Eventually the great man spoke. He talked of the crisis between the poet and the emperor. He likened the poet to the Anthills of the Savannah Grasslands and the emperor to the grass. If only the grass would listen to the anthills, he said, society would suffer less the ignominies and agonies the emperor has often thrust it into. However, it was the tragedy of society that the emperor should be perpetually intransigent. Consequently, he would every so often sink both himself and society into trauma.

We left for Kabarak High School the next day. Achebe and Henry went ahead in Henry’s BMW, their high calibre chauffer behind the wheel. We followed with Daniel, Henry’s regular driver, in an older car. The BM zoomed out of sight in no time. As we approached Elmentaita, we found the BM on the roadside. The bonnet was open, the chauffer fiddling with the contents. Achebe and Henry stood on the side, waving down indifferent motorists. They just zoomed past. The saying about swine and gold hit me with astounding freshness. What is gold to swine?

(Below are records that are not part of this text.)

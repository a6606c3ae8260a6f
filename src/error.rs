//! Error types for the hdspush pipeline.

use thiserror::Error;

/// Result type for pipeline operations.
pub type Result<T> = std::result::Result<T, Error>;

#[derive(Debug, Error)]
pub enum Error {
    /// The sink rejected or failed to store an object.
    #[error("Upload of {name} failed: {message}")]
    Upload { name: String, message: String },

    #[error("HTTP error: {0}")]
    Http(#[from] reqwest::Error),

    #[error("I/O error: {0}")]
    Io(#[from] std::io::Error),

    #[error("Decode error: {0}")]
    Decode(#[from] hdspush_f4v::Error),

    #[error("Configuration error: {0}")]
    Config(String),
}

impl Error {
    pub fn upload(name: impl Into<String>, message: impl Into<String>) -> Self {
        Self::Upload {
            name: name.into(),
            message: message.into(),
        }
    }
}
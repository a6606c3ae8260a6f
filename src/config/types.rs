use serde::{Deserialize, Serialize};
use std::path::PathBuf;

#[derive(Debug, Clone, Default, Deserialize, Serialize)]
pub struct Config {
    #[serde(default)]
    pub watch: WatchConfig,

    #[serde(default)]
    pub pipeline: PipelineConfig,

    #[serde(default)]
    pub upload: UploadConfig,
}

#[derive(Debug, Clone, Deserialize, Serialize)]
pub struct WatchConfig {
    /// Directories the encoder writes HDS files into
    #[serde(default)]
    pub paths: Vec<PathBuf>,

    /// Also watch subdirectories (default: false)
    #[serde(default)]
    pub recursive: bool,

    /// File extensions to pick up, without the leading dot
    #[serde(default = "default_extensions")]
    pub extensions: Vec<String>,

    /// Quiet time after the last change before a file is read (default: 1500)
    #[serde(default = "default_settle_time_ms")]
    pub settle_time_ms: u64,

    /// How often pending files are re-checked (default: 250)
    #[serde(default = "default_poll_interval_ms")]
    pub poll_interval_ms: u64,

    /// Queue files already present when the watcher starts (default: false)
    #[serde(default)]
    pub scan_existing: bool,
}

fn default_extensions() -> Vec<String> {
    vec!["f4x".to_string(), "f4m".to_string(), "bootstrap".to_string()]
}

fn default_settle_time_ms() -> u64 {
    1500
}

fn default_poll_interval_ms() -> u64 {
    250
}

impl Default for WatchConfig {
    fn default() -> Self {
        Self {
            paths: Vec::new(),
            recursive: false,
            extensions: default_extensions(),
            settle_time_ms: default_settle_time_ms(),
            poll_interval_ms: default_poll_interval_ms(),
            scan_existing: false,
        }
    }
}

#[derive(Debug, Clone, Deserialize, Serialize)]
pub struct PipelineConfig {
    /// Tasks splitting settled files (default: 20)
    #[serde(default = "default_workers")]
    pub file_workers: usize,

    /// Tasks pushing transfers to the sink (default: 20)
    #[serde(default = "default_workers")]
    pub upload_workers: usize,

    /// Capacity of the settled-file and transfer channels (default: 256)
    #[serde(default = "default_queue_capacity")]
    pub queue_capacity: usize,

    /// Number of fragment names remembered for deduplication (default: 2000)
    #[serde(default = "default_recent_fragments")]
    pub recent_fragments: usize,
}

fn default_workers() -> usize {
    20
}

fn default_queue_capacity() -> usize {
    256
}

fn default_recent_fragments() -> usize {
    crate::recency::DEFAULT_RECENT_FRAGMENTS
}

impl Default for PipelineConfig {
    fn default() -> Self {
        Self {
            file_workers: default_workers(),
            upload_workers: default_workers(),
            queue_capacity: default_queue_capacity(),
            recent_fragments: default_recent_fragments(),
        }
    }
}

#[derive(Debug, Clone, Copy, Default, Deserialize, Serialize, PartialEq, Eq)]
#[serde(rename_all = "lowercase")]
pub enum SinkKind {
    #[default]
    Directory,
    Http,
}

#[derive(Debug, Clone, Deserialize, Serialize)]
pub struct UploadConfig {
    #[serde(default)]
    pub kind: SinkKind,

    /// Root directory for the directory sink
    #[serde(default)]
    pub destination: Option<PathBuf>,

    /// Origin URL for the HTTP sink, e.g. `https://origin.example.com/live`
    #[serde(default)]
    pub base_url: Option<String>,

    /// Path prefix prepended to every remote name (default: "hds")
    #[serde(default = "default_prefix")]
    pub prefix: String,

    /// Replace objects that already exist (default: true)
    #[serde(default = "default_overwrite")]
    pub overwrite: bool,

    /// Per-request timeout for the HTTP sink (default: 30)
    #[serde(default = "default_timeout_secs")]
    pub timeout_secs: u64,

    /// Sent as `Authorization: Bearer <token>` by the HTTP sink
    #[serde(default)]
    pub bearer_token: Option<String>,
}

fn default_prefix() -> String {
    "hds".to_string()
}

fn default_overwrite() -> bool {
    true
}

fn default_timeout_secs() -> u64 {
    30
}

impl Default for UploadConfig {
    fn default() -> Self {
        Self {
            kind: SinkKind::default(),
            destination: None,
            base_url: None,
            prefix: default_prefix(),
            overwrite: default_overwrite(),
            timeout_secs: default_timeout_secs(),
            bearer_token: None,
        }
    }
}
//! hdspush-f4v: decoding of Adobe HDS box files and fragment extraction
//!
//! Live HDS encoders write a segment as a media file (`.f4f`) and an index
//! (`.f4x`), alongside bootstrap (`.bootstrap`) and manifest (`.f4m`) files.
//! This crate decodes the box format they share and cuts segments into the
//! individually addressable fragments HDS clients request.
//!
//! # Modules
//!
//! - `cursor` - Positioned big-endian bit/byte reader
//! - `boxes` - Decoded box records (`abst`, `afra`, `asrt`, `afrt`, `mdat`)
//! - `reader` - Lazy top-level box decoder
//! - `splitter` - `.f4x` + `.f4f` to fragments
//! - `live_edge` - Newest-fragment estimation from a bootstrap
//!
//! # Example
//!
//! ```no_run
//! use hdspush_f4v::HdsSegmentSplitter;
//!
//! let splitter = HdsSegmentSplitter::new("/var/hds/liveSeg1.f4x", None)?;
//! for fragment in splitter.split()? {
//!     let fragment = fragment?;
//!     println!("{} ({} bytes)", fragment.remote_name(splitter.stream_name()), fragment.payload.len());
//! }
//! # Ok::<(), hdspush_f4v::Error>(())
//! ```

pub mod boxes;
pub mod cursor;
pub mod error;
pub mod live_edge;
pub mod reader;
pub mod splitter;

#[cfg(any(test, feature = "test-fixtures"))]
pub mod fixtures;

pub use boxes::{
    BootstrapInfoBox, BoxHeader, BoxType, F4vBox, FragmentRandomAccessBox, FragmentRunEntry,
    FragmentRunTable, GlobalAccessEntry, LocalAccessEntry, MediaDataBox, SegmentRunEntry,
    SegmentRunTable, Timestamp, UnimplementedBox,
};
pub use cursor::BinaryCursor;
pub use error::{Error, Result};
pub use live_edge::{live_edge_from_bytes, resolve_live_edge, resolve_live_edge_with, LiveEdge, LiveEdgeMode};
pub use reader::{parse_bytes, parse_file, parse_file_at, BoxReader};
pub use splitter::{fragment_name, HdsFragment, HdsSegmentSplitter, WriteSummary};
//! Bounded memory of recently emitted fragment names.
//!
//! Live encoders rewrite the same `.f4x` index many times while a segment is
//! being appended, so every pass over it yields the fragments seen last time
//! again. The filter remembers the last `capacity` names and lets the
//! pipeline drop repeats.

use parking_lot::Mutex;
use std::collections::{HashSet, VecDeque};

/// Default number of fragment names remembered.
pub const DEFAULT_RECENT_FRAGMENTS: usize = 2000;

/// Insertion-ordered names plus an index for membership checks.
#[derive(Debug, Default)]
struct RecentNames {
    order: VecDeque<String>,
    members: HashSet<String>,
}

/// Thread-safe, capacity-bounded set of fragment names.
///
/// Once full, inserting a new name evicts the oldest one.
#[derive(Debug)]
pub struct RecencyFilter {
    inner: Mutex<RecentNames>,
    capacity: usize,
}

impl RecencyFilter {
    /// Create a filter remembering at most `capacity` names (minimum 1).
    pub fn new(capacity: usize) -> Self {
        let capacity = capacity.max(1);
        Self {
            inner: Mutex::new(RecentNames {
                order: VecDeque::with_capacity(capacity),
                members: HashSet::with_capacity(capacity),
            }),
            capacity,
        }
    }

    /// Insert `name` unless it is already present.
    ///
    /// Returns `true` if the name was newly inserted and `false` if it was
    /// already remembered. The check and insert happen under one lock, so two
    /// workers racing on the same name see exactly one `true`.
    pub fn contains_or_insert(&self, name: &str) -> bool {
        let mut inner = self.inner.lock();
        if inner.members.contains(name) {
            return false;
        }

        while inner.order.len() >= self.capacity {
            match inner.order.pop_front() {
                Some(evicted) => {
                    inner.members.remove(&evicted);
                }
                None => break,
            }
        }

        inner.order.push_back(name.to_string());
        inner.members.insert(name.to_string());
        true
    }

    /// Drop `name` so a later pass emits it again.
    ///
    /// Used when a fragment was claimed but could not be queued.
    pub fn forget(&self, name: &str) -> bool {
        let mut inner = self.inner.lock();
        if !inner.members.remove(name) {
            return false;
        }
        inner.order.retain(|n| n != name);
        true
    }

    /// Whether `name` is currently remembered.
    pub fn contains(&self, name: &str) -> bool {
        self.inner.lock().members.contains(name)
    }

    pub fn len(&self) -> usize {
        self.inner.lock().order.len()
    }

    pub fn is_empty(&self) -> bool {
        self.len() == 0
    }

    pub fn capacity(&self) -> usize {
        self.capacity
    }
}

impl Default for RecencyFilter {
    fn default() -> Self {
        Self::new(DEFAULT_RECENT_FRAGMENTS)
    }
}
use super::{validate_name, UploadSink};
use crate::error::Result;
use crate::pipeline::ContentType;
use bytes::Bytes;
use std::io::Write;
use std::path::{Path, PathBuf};

/// Writes objects below a local directory, e.g. an origin's document root.
///
/// Each object is written to a temporary file in its target directory and
/// renamed into place, so readers never observe a partial fragment.
#[derive(Debug, Clone)]
pub struct DirectorySink {
    root: PathBuf,
    overwrite: bool,
}

impl DirectorySink {
    pub fn new(root: impl Into<PathBuf>, overwrite: bool) -> Self {
        Self {
            root: root.into(),
            overwrite,
        }
    }

    pub fn root(&self) -> &Path {
        &self.root
    }
}

fn write_atomic(target: &Path, payload: &[u8], overwrite: bool) -> std::io::Result<bool> {
    if !overwrite && target.exists() {
        return Ok(false);
    }

    let parent = target.parent().unwrap_or_else(|| Path::new("."));
    std::fs::create_dir_all(parent)?;

    let mut temp = tempfile::NamedTempFile::new_in(parent)?;
    temp.write_all(payload)?;
    temp.as_file().sync_data()?;
    temp.persist(target).map_err(|e| e.error)?;
    Ok(true)
}

#[async_trait::async_trait]
impl UploadSink for DirectorySink {
    async fn upload(&self, name: &str, payload: Bytes, content_type: ContentType) -> Result<()> {
        validate_name(name)?;
        let target = self.root.join(name);
        let overwrite = self.overwrite;

        tracing::debug!(object = %name, content_type = %content_type, "Writing {} bytes", payload.len());

        let path = target.clone();
        let written = tokio::task::spawn_blocking(move || write_atomic(&path, &payload, overwrite))
            .await
            .map_err(|e| std::io::Error::new(std::io::ErrorKind::Other, e))??;

        if !written {
            tracing::debug!(object = %name, "Target exists, skipping: {:?}", target);
        }
        Ok(())
    }

    fn describe(&self) -> String {
        format!("directory {}", self.root.display())
    }
}

#[cfg(test)]
mod tests {
    use super::*;

    #[tokio::test]
    async fn test_writes_nested_object() {
        let dir = tempfile::tempdir().unwrap();
        let sink = DirectorySink::new(dir.path(), true);

        sink.upload("hds/liveSeg1-Frag1", Bytes::from_static(b"fragment"), ContentType::F4f)
            .await
            .unwrap();

        let written = std::fs::read(dir.path().join("hds/liveSeg1-Frag1")).unwrap();
        assert_eq!(written, b"fragment");
    }

    #[tokio::test]
    async fn test_overwrite_flag() {
        let dir = tempfile::tempdir().unwrap();
        let target = dir.path().join("hds/live.f4m");

        let keep = DirectorySink::new(dir.path(), false);
        keep.upload("hds/live.f4m", Bytes::from_static(b"first"), ContentType::F4m)
            .await
            .unwrap();
        keep.upload("hds/live.f4m", Bytes::from_static(b"second"), ContentType::F4m)
            .await
            .unwrap();
        assert_eq!(std::fs::read(&target).unwrap(), b"first");

        let replace = DirectorySink::new(dir.path(), true);
        replace
            .upload("hds/live.f4m", Bytes::from_static(b"third"), ContentType::F4m)
            .await
            .unwrap();
        assert_eq!(std::fs::read(&target).unwrap(), b"third");
    }

    #[tokio::test]
    async fn test_rejects_escaping_name() {
        let dir = tempfile::tempdir().unwrap();
        let sink = DirectorySink::new(dir.path().join("root"), true);
        let result = sink
            .upload("../outside", Bytes::from_static(b"x"), ContentType::F4f)
            .await;
        assert!(result.is_err());
        assert!(!dir.path().join("outside").exists());
    }
}
//! Decoded F4V box records.
//!
//! Every record is produced by a single decode pass and owns its data; none
//! of them keeps a handle on the source they were read from.

use bytes::Bytes;
use chrono::{DateTime, Utc};
use std::time::Duration;

#[cfg(feature = "serialize")]
use serde::Serialize;

/// Four-character box type code.
#[derive(Debug, Clone, Copy, PartialEq, Eq, Hash)]
pub struct BoxType(pub [u8; 4]);

impl BoxType {
    pub const ABST: Self = Self(*b"abst");
    pub const AFRA: Self = Self(*b"afra");
    pub const ASRT: Self = Self(*b"asrt");
    pub const AFRT: Self = Self(*b"afrt");
    pub const MDAT: Self = Self(*b"mdat");
    pub const MOOF: Self = Self(*b"moof");

    /// Create from bytes.
    pub fn from_bytes(bytes: [u8; 4]) -> Self {
        Self(bytes)
    }

    /// Get the 4-char code as a string.
    pub fn as_str(&self) -> &str {
        std::str::from_utf8(&self.0).unwrap_or("????")
    }
}

impl std::fmt::Display for BoxType {
    fn fmt(&self, f: &mut std::fmt::Formatter<'_>) -> std::fmt::Result {
        write!(f, "{}", self.as_str())
    }
}

#[cfg(feature = "serialize")]
impl Serialize for BoxType {
    fn serialize<S: serde::Serializer>(&self, serializer: S) -> Result<S::Ok, S::Error> {
        serializer.serialize_str(self.as_str())
    }
}

/// Parsed box header.
#[derive(Debug, Clone, Copy, PartialEq, Eq)]
#[cfg_attr(feature = "serialize", derive(Serialize))]
pub struct BoxHeader {
    /// Declared total size minus the header size.
    pub payload_size: u64,
    /// Box type code.
    pub box_type: BoxType,
    /// Size of the header (8 or 16 bytes).
    pub header_size: u8,
}

impl BoxHeader {
    /// Header plus payload, i.e. the number of bytes the box occupies.
    pub fn total_size(&self) -> u64 {
        self.header_size as u64 + self.payload_size
    }
}

/// Raw tick count paired with the time scale that governs it.
///
/// Kept as an exact rational; conversions to wall-clock values happen only
/// when asked for.
#[derive(Debug, Clone, Copy, PartialEq, Eq)]
#[cfg_attr(feature = "serialize", derive(Serialize))]
pub struct Timestamp {
    pub ticks: u64,
    /// Ticks per second.
    pub time_scale: u32,
}

impl Timestamp {
    pub fn new(ticks: u64, time_scale: u32) -> Self {
        Self { ticks, time_scale }
    }

    /// Whole milliseconds since the epoch, rounded down.
    pub fn as_millis(&self) -> Option<u128> {
        if self.time_scale == 0 {
            return None;
        }
        Some(self.ticks as u128 * 1000 / self.time_scale as u128)
    }

    /// Offset from the epoch as a duration (nanosecond precision).
    pub fn as_duration(&self) -> Option<Duration> {
        if self.time_scale == 0 {
            return None;
        }
        let scale = self.time_scale as u64;
        let secs = self.ticks / scale;
        let rem = (self.ticks % scale) as u128;
        let nanos = (rem * 1_000_000_000 / scale as u128) as u32;
        Some(Duration::new(secs, nanos))
    }

    /// Interpret the ticks as time since the Unix epoch.
    pub fn to_datetime(&self) -> Option<DateTime<Utc>> {
        let duration = self.as_duration()?;
        let secs = i64::try_from(duration.as_secs()).ok()?;
        DateTime::from_timestamp(secs, duration.subsec_nanos())
    }
}

/// Bootstrap info box (`abst`).
#[derive(Debug, Clone, PartialEq, Eq)]
#[cfg_attr(feature = "serialize", derive(Serialize))]
pub struct BootstrapInfoBox {
    pub header: BoxHeader,
    /// Bootstrap info version (the 32-bit word following version/flags).
    pub version: u32,
    pub profile: u8,
    pub live: bool,
    pub update: bool,
    pub time_scale: u32,
    pub current_media_time: Timestamp,
    pub smpte_timecode_offset: u64,
    pub movie_identifier: Option<String>,
    pub server_entries: Vec<String>,
    pub quality_entries: Vec<String>,
    pub drm_data: Option<String>,
    pub metadata: Option<String>,
    /// Segment run tables, in file order.
    pub segments: Vec<SegmentRunTable>,
    /// Fragment run tables, in file order.
    pub fragment_tables: Vec<FragmentRunTable>,
}

/// Segment run table (`asrt`).
#[derive(Debug, Clone, PartialEq, Eq)]
#[cfg_attr(feature = "serialize", derive(Serialize))]
pub struct SegmentRunTable {
    pub header: BoxHeader,
    pub update: bool,
    pub quality_segment_url_modifiers: Vec<String>,
    pub entries: Vec<SegmentRunEntry>,
}

#[derive(Debug, Clone, Copy, PartialEq, Eq)]
#[cfg_attr(feature = "serialize", derive(Serialize))]
pub struct SegmentRunEntry {
    pub first_segment: u32,
    pub fragments_per_segment: u32,
}

/// Fragment run table (`afrt`).
#[derive(Debug, Clone, PartialEq, Eq)]
#[cfg_attr(feature = "serialize", derive(Serialize))]
pub struct FragmentRunTable {
    pub header: BoxHeader,
    pub update: bool,
    pub time_scale: u32,
    pub quality_fragment_url_modifiers: Vec<String>,
    pub entries: Vec<FragmentRunEntry>,
}

#[derive(Debug, Clone, Copy, PartialEq, Eq)]
#[cfg_attr(feature = "serialize", derive(Serialize))]
pub struct FragmentRunEntry {
    pub first_fragment: u32,
    pub first_fragment_timestamp: Timestamp,
    /// Duration in milliseconds; zero marks a discontinuity entry.
    pub fragment_duration: u32,
    /// Present only when `fragment_duration` is zero.
    pub discontinuity_indicator: Option<u8>,
}

/// Fragment random access box (`afra`).
#[derive(Debug, Clone, PartialEq, Eq)]
#[cfg_attr(feature = "serialize", derive(Serialize))]
pub struct FragmentRandomAccessBox {
    pub header: BoxHeader,
    /// Segment/fragment ids are 32-bit instead of 16-bit.
    pub long_ids: bool,
    /// Offsets are 64-bit instead of 32-bit.
    pub long_offsets: bool,
    pub time_scale: u32,
    pub local_entries: Vec<LocalAccessEntry>,
    /// Empty unless the global entries flag was set.
    pub global_entries: Vec<GlobalAccessEntry>,
}

#[derive(Debug, Clone, Copy, PartialEq, Eq)]
#[cfg_attr(feature = "serialize", derive(Serialize))]
pub struct LocalAccessEntry {
    pub time: Timestamp,
    pub offset: u64,
}

#[derive(Debug, Clone, Copy, PartialEq, Eq)]
#[cfg_attr(feature = "serialize", derive(Serialize))]
pub struct GlobalAccessEntry {
    pub time: Timestamp,
    pub segment_number: u32,
    pub fragment_number: u32,
    /// Offset of the fragment's `afra` box in the media file.
    pub afra_offset: u64,
    pub sample_offset: u64,
}

/// Media data box (`mdat`).
#[derive(Debug, Clone, PartialEq, Eq)]
#[cfg_attr(feature = "serialize", derive(Serialize))]
pub struct MediaDataBox {
    pub header: BoxHeader,
    #[cfg_attr(feature = "serialize", serde(skip))]
    pub payload: Bytes,
}

/// Any box type this crate does not decode. Its payload is skipped.
#[derive(Debug, Clone, PartialEq, Eq)]
#[cfg_attr(feature = "serialize", derive(Serialize))]
pub struct UnimplementedBox {
    pub header: BoxHeader,
}

/// A decoded top-level box.
#[derive(Debug, Clone, PartialEq, Eq)]
#[cfg_attr(feature = "serialize", derive(Serialize), serde(tag = "kind", rename_all = "snake_case"))]
pub enum F4vBox {
    Bootstrap(BootstrapInfoBox),
    RandomAccess(FragmentRandomAccessBox),
    MediaData(MediaDataBox),
    Unimplemented(UnimplementedBox),
}

impl F4vBox {
    pub fn header(&self) -> &BoxHeader {
        match self {
            Self::Bootstrap(b) => &b.header,
            Self::RandomAccess(b) => &b.header,
            Self::MediaData(b) => &b.header,
            Self::Unimplemented(b) => &b.header,
        }
    }

    pub fn box_type(&self) -> BoxType {
        self.header().box_type
    }

    /// Bytes the box occupies in its source, header included.
    pub fn total_size(&self) -> u64 {
        self.header().total_size()
    }
}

Two days later, at Moi Vokoli Girls School, we had placed the travails of unpredictable vehicles behind us. We listened attentively as Achebe’s readers engaged him. A young lawyer wanted to know why he had killed Okonkwo in Things Fall Apart. Could he revise the book in a future edition to give it a more pleasant ending? Another one wanted the same done for No Longer at Ease. Why had he jailed Obi? Novels were not law books to be revised every so often to suit the whims of some people, the poet told the lawyer. They could go on revising their law books as their whims may direct them, he said. His books, however, would continue to reflect the truth, regardless that they made some people uncomfortable.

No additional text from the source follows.